Chikungunya
Chikungunya is a mosquito-borne viral disease. The disease was first recognized in 1952 during an outbreak in southern Tanzania. It is a Ribonucleic Acid (RNA) virus that belongs to the alphavirus genus of the family Togaviridae. The name “chikungunya” derives from a word in the Kimakonde language of southern Tanzania, meaning “to become contorted”, and describes the stooped appearance of sufferers with joint pain (arthralgia).
Chikungunya is transmitted to humans by the bites of infected female mosquitoes. Most commonly, the mosquitoes involved are Aedes aegypti and Aedes albopictus. These two species can also transmit other mosquito-borne viruses, including dengue. They bite throughout daylight hours, although there may be peaks of activity in the early morning and late afternoon.
Chikungunya is characterized by an abrupt onset of fever which is frequently accompanied by joint pain. Other common signs and symptoms include muscle pain, headache, nausea, fatigue and rash. The joint pain is often debilitating and usually lasts for a few days to a few weeks.
Most patients recover fully, but in some cases joint pain may persist for several months, or even years. Occasional cases of eye, nervous system and heart complications have been reported, as well as gastrointestinal complaints. Serious complications are not common, but in older people, the disease can contribute to the cause of death. Often symptoms in infected individuals are mild and the infection may go unrecognized or be misdiagnosed in areas where dengue also occurs.

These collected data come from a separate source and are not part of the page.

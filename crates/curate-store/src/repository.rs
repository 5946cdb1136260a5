// SPDX-License-Identifier: BUSL-1.1
// Copyright (c) 2026 Alfred Jean LLC

//! Typed access on top of [`DocumentStore`], mirroring the role of the
//! original `BaseRepository[T]` generic: one `Repository<D>` per record
//! type, injected with a [`Clock`] so `updated_at`/`deleted_at` stamping is
//! testable.

use crate::error::StoreError;
use crate::store::{DocumentStore, QueryParam};
use curate_core::{Clock, Document, SystemClock};
use std::marker::PhantomData;
use std::sync::Arc;

pub struct Repository<D, C = SystemClock> {
    store: Arc<dyn DocumentStore>,
    clock: C,
    _marker: PhantomData<fn() -> D>,
}

impl<D> Repository<D, SystemClock>
where
    D: Document + serde::Serialize + serde::de::DeserializeOwned + Send + Sync,
{
    pub fn new(store: Arc<dyn DocumentStore>) -> Self {
        Self::with_clock(store, SystemClock::default())
    }
}

impl<D, C> Repository<D, C>
where
    D: Document + serde::Serialize + serde::de::DeserializeOwned + Send + Sync,
    C: Clock,
{
    pub fn with_clock(store: Arc<dyn DocumentStore>, clock: C) -> Self {
        Self {
            store,
            clock,
            _marker: PhantomData,
        }
    }

    fn to_json(doc: &D) -> Result<serde_json::Value, StoreError> {
        serde_json::to_value(doc).map_err(StoreError::from)
    }

    fn from_json(value: serde_json::Value) -> Result<D, StoreError> {
        serde_json::from_value(value).map_err(StoreError::from)
    }

    pub async fn create(&self, doc: D) -> Result<D, StoreError> {
        let partition_key = doc.partition_key().to_string();
        let body = Self::to_json(&doc)?;
        let created = self.store.create(D::CONTAINER, &partition_key, body).await?;
        Self::from_json(created)
    }

    pub async fn get(&self, id: &str, partition_key: &str) -> Result<Option<D>, StoreError> {
        match self.store.get(D::CONTAINER, id, partition_key).await? {
            Some(body) => Ok(Some(Self::from_json(body)?)),
            None => Ok(None),
        }
    }

    pub async fn update(&self, mut doc: D) -> Result<D, StoreError> {
        doc.set_updated_at(self.clock.now());
        let id = doc.id().to_string();
        let partition_key = doc.partition_key().to_string();
        let body = Self::to_json(&doc)?;
        let updated = self
            .store
            .replace(D::CONTAINER, &id, &partition_key, body)
            .await?;
        Self::from_json(updated)
    }

    pub async fn soft_delete(&self, mut doc: D) -> Result<D, StoreError> {
        let now = self.clock.now();
        doc.set_deleted_at(now);
        doc.set_updated_at(now);
        let id = doc.id().to_string();
        let partition_key = doc.partition_key().to_string();
        let body = Self::to_json(&doc)?;
        let deleted = self
            .store
            .replace(D::CONTAINER, &id, &partition_key, body)
            .await?;
        Self::from_json(deleted)
    }

    pub async fn query(
        &self,
        template: &str,
        params: &[QueryParam<'_>],
    ) -> Result<Vec<D>, StoreError> {
        let rows = self.store.query(D::CONTAINER, template, params).await?;
        rows.into_iter().map(Self::from_json).collect()
    }
}

#[cfg(test)]
#[path = "repository_tests.rs"]
mod tests;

Several methods can be used for diagnosis. Serological tests, such as enzyme-linked immunosorbent assays (ELISA), may confirm the presence of IgM and IgG anti-chikungunya antibodies. IgM antibody levels are highest 3 to 5 weeks after the onset of illness and persist for about 2 months. Samples collected during the first week after the onset of symptoms should be tested by both serological and virological methods (RT-PCR).
The virus may be isolated from the blood during the first few days of infection. Various reverse transcriptase–polymerase chain reaction (RT–PCR) methods are available but are of variable sensitivity. Some are suited to clinical diagnosis. RT–PCR products from clinical samples may also be used for genotyping of the virus, allowing comparisons with virus samples collected from patients in various geographical regions.
There is no specific antiviral drug treatment for chikungunya and there is no commercial chikungunya vaccine. Treatment is directed primarily at relieving the symptoms, including joint pain. This is largely achieved by using anti-pyretic drugs to reduce fever, by optimising the use of pain medication, and by administering fluids. Aspirin and other non-steroidal anti-inflammatory drugs should not be administered until dengue can be ruled out in order to reduce the risk of bleeding.
Prevention and control rely heavily on reducing the number of purposely-filled household containers (e.g., domestic water storage, decorative plants), as well as rain-filled habitats (e.g., used tyres, blocked gutters) that allow mosquitoes to breed. During outbreaks, insecticides may be: sprayed to kill flying mosquitoes; applied to surfaces in and around the abovementioned water-filled habitats where the mosquitoes land; and used to treat these habitats to kill the immature larvae.
For protection during outbreaks of chikungunya, clothing which minimizes skin exposure to day-biting mosquitoes is advised. Repellents can be applied to exposed skin or to clothing in strict accordance with product label instructions.
For those who sleep during the daytime, particularly young children or sick or older people, insecticide-treated mosquito nets afford good protection. Mosquito coils or other insecticide vaporizers may also reduce indoor biting.